> [EXERCISE INSTRUCTIONS] Every line holding the word "async" should be copied from the material.

> [DATA RECORDS]
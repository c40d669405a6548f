use aws_lambda_events::apigw::ApiGatewayProxyRequest;
use backend::handler::handle_verify;
use lambda_runtime::{run, service_fn, Error, LambdaEvent};
use signup::configuration::get_configuration;
use signup::startup::{build_opt_in_protocol, build_subscriber_repository};
use telemetry::{get_subscriber, init_subscriber, init_tracer};

#[tokio::main]
async fn main() -> Result<(), Error> {
    let configuration = get_configuration().await?;

    let tracer_provider = init_tracer(&configuration.telemetry)?;
    let subscriber = get_subscriber(
        configuration.telemetry.dataset_name.clone(),
        "info".into(),
        std::io::stdout,
        &configuration.telemetry,
        &tracer_provider,
    );
    init_subscriber(subscriber);

    let repository = build_subscriber_repository(&configuration.database).await;
    let protocol = build_opt_in_protocol(&configuration, repository)?;

    run(service_fn(|event: LambdaEvent<ApiGatewayProxyRequest>| {
        let protocol = protocol.clone();
        let tracer_provider = tracer_provider.clone();

        async move {
            let response = handle_verify(&protocol, &event.payload).await;
            // Spans must leave the sandbox before it is frozen.
            tracer_provider.force_flush();
            Ok::<_, Error>(response)
        }
    }))
    .await
}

> [ANSWER FOR THIS EXERCISE]
async fn main() -> Result<(), Error> {
        async move {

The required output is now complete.